Incentivos de inclusão feitos pelo Poder Público
Essa mudança de paradigma no acesso da população negra ao conhecimento científico, mencionada pela pesquisadora, vai de encontro ao que vem sendo aplicado pelo Ministério da Ciência, Tecnologia e Inovação (MCTI) na atualidade. Em resposta para a produção desta reportagem, a pasta informou que tem implementado programas para ampliar a inclusão e a permanência de meninas e mulheres no campo da ciência, tecnologia e inovação, os quais representam um compromisso com a inclusão e o apoio às mulheres cientistas e empreendedoras, oferecendo incentivos financeiros, mentorias e oportunidades internacionais.
Atualmente, existem dois editais com essa finalidade: o edital “Meninas nas Ciências Exatas, Engenharias e Computação”, segundo o MCTI, apoia 120 projetos e 10 mil meninas bolsistas, sendo que 40% das bolsas são destinadas a jovens negras e indígenas. Já o programa “Bolsas para Mulheres Negras, Ciganas, Quilombolas e Indígenas” é fruto de uma parceria do MCTI com o CNPq e os Ministérios da Igualdade Racial, das Mulheres e dos Povos Indígenas, contemplando 86 pesquisadoras e oferecendo um total de 47 bolsas de doutorado-sanduíche e 39 bolsas de pós-doutorado.
Além desses editais, há o Programa Mais Ciência na Escola, feito em parceria com o Ministério da Educação, em que promove o letramento digital e científico na educação básica, implementado em 2 mil laboratórios makers com atividades nas áreas STEAM (sigla em inglês para “Ciência, Tecnologia, Engenharia, Artes e Matemática”), com bolsas para alunos e professores, além de ampliar a participação de estudantes em feiras de ciência e olimpíadas científicas. O “Mais Ciência na Escola”, por sinal, se articula à Estratégia Nacional de Escolas Conectadas e ao Programa Escola em Tempo Integral, para atender discentes de escolas públicas do país, priorizando os territórios de alta vulnerabilidade social.
A crescente presença da mulher negra nas instituições científicas e no ambiente corporativo como um todo, seja através de programas de incentivo do poder público ou mesmo de oportunidades vindas da iniciativa privada, é celebrada pela técnica em proteção radiológica do IEN/CNEN, Dra. Eara Oliveira, mestre em Engenharia Nuclear e doutora em Geofísica nuclear que, há 14 anos, também auxilia o instituto no progresso desse setor:
“A mulher é importante em todos os lugares.
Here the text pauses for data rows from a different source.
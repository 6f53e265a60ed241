//! On-disk layout of a quote store directory.
//!
//! # Responsibility
//! - Resolve record, counter and build-artifact paths under one root.
//! - Own the consolidated artifact writer shared by every backend.
//!
//! # Invariants
//! - Only `<digits>.json` names are record documents; `data.json` and
//!   `lastId.txt` never are.
//! - Directories are created on first write, never when a layout is built.

use crate::model::quote::QuoteId;
use crate::repo::quote_repo::{RepoError, RepoResult};
use log::info;
use once_cell::sync::Lazy;
use regex::Regex;
use std::fs::{self, OpenOptions};
use std::io::{self, ErrorKind, Write};
use std::path::{Path, PathBuf};

/// Store root used when the caller does not pick one.
pub const DEFAULT_STORE_DIR: &str = "db/wiseSaying";
pub const RECORD_EXTENSION: &str = "json";
pub const BUILD_FILE_NAME: &str = "data.json";
pub const COUNTER_FILE_NAME: &str = "lastId.txt";

static RECORD_FILE_NAME: Lazy<Regex> =
    Lazy::new(|| Regex::new(r"^(\d+)\.json$").expect("record file pattern is valid"));

/// Paths of one quote store directory.
#[derive(Debug, Clone, PartialEq, Eq)]
pub struct StoreLayout {
    root: PathBuf,
}

impl Default for StoreLayout {
    fn default() -> Self {
        Self::new(DEFAULT_STORE_DIR)
    }
}

impl StoreLayout {
    pub fn new(root: impl Into<PathBuf>) -> Self {
        Self { root: root.into() }
    }

    pub fn root(&self) -> &Path {
        &self.root
    }

    /// `<root>/{id}.json`
    pub fn record_path(&self, id: QuoteId) -> PathBuf {
        self.root.join(format!("{id}.{RECORD_EXTENSION}"))
    }

    /// `<root>/lastId.txt`
    pub fn counter_path(&self) -> PathBuf {
        self.root.join(COUNTER_FILE_NAME)
    }

    /// `<root>/data.json`
    pub fn build_path(&self) -> PathBuf {
        self.root.join(BUILD_FILE_NAME)
    }

    /// Parses a record identifier from a file name.
    ///
    /// Returns `None` for the build artifact, the counter and any other file.
    pub fn record_id(file_name: &str) -> Option<QuoteId> {
        RECORD_FILE_NAME
            .captures(file_name)
            .and_then(|captures| captures.get(1))
            .and_then(|digits| digits.as_str().parse().ok())
    }

    /// Writes `contents` to `path`, creating the root directory when it does
    /// not exist yet.
    pub(crate) fn write_creating_root(&self, path: &Path, contents: &str) -> RepoResult<()> {
        self.with_root(path, || fs::write(path, contents))
    }

    /// Like `write_creating_root`, but fails with `AlreadyExists` instead of
    /// replacing a file at `path`.
    pub(crate) fn write_new_creating_root(&self, path: &Path, contents: &str) -> io::Result<()> {
        let write_new = || {
            let mut file = OpenOptions::new().write(true).create_new(true).open(path)?;
            file.write_all(contents.as_bytes())
        };
        match write_new() {
            Err(err) if err.kind() == ErrorKind::NotFound => {
                fs::create_dir_all(&self.root)?;
                write_new()
            }
            other => other,
        }
    }

    /// Highest identifier among record documents on disk, by file name.
    pub(crate) fn highest_record_id(&self) -> RepoResult<Option<QuoteId>> {
        let entries = match fs::read_dir(&self.root) {
            Ok(entries) => entries,
            Err(err) if err.kind() == ErrorKind::NotFound => return Ok(None),
            Err(err) => return Err(RepoError::io(&self.root, err)),
        };

        let mut highest = None;
        for entry in entries {
            let entry = entry.map_err(|err| RepoError::io(&self.root, err))?;
            let id = entry.file_name().to_str().and_then(Self::record_id);
            highest = highest.max(id);
        }
        Ok(highest)
    }

    fn with_root(&self, path: &Path, write: impl Fn() -> io::Result<()>) -> RepoResult<()> {
        match write() {
            Ok(()) => Ok(()),
            Err(err) if err.kind() == ErrorKind::NotFound => {
                fs::create_dir_all(&self.root).map_err(|err| RepoError::io(&self.root, err))?;
                write().map_err(|err| RepoError::io(path, err))
            }
            Err(err) => Err(RepoError::io(path, err)),
        }
    }

    /// Persists the consolidated document as `data.json` and returns its path.
    pub fn write_build(&self, document: &str) -> RepoResult<PathBuf> {
        let path = self.build_path();
        self.write_creating_root(&path, document)?;
        info!(
            "event=quote_build module=repo status=ok bytes={} path={}",
            document.len(),
            path.display()
        );
        Ok(path)
    }
}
É a harmonia do ambiente, na sua suavidade e firmeza. Na direção e no redirecionamento. A mulher negra, assim como a mulher branca, parda e mestiça, é necessária em todos os lugares, inclusive na área nuclear. Eu, como mulher que sou, estou apenas fazendo a minha parte, colorindo e abrindo caminhos para um futuro melhor”, afirmou Eara.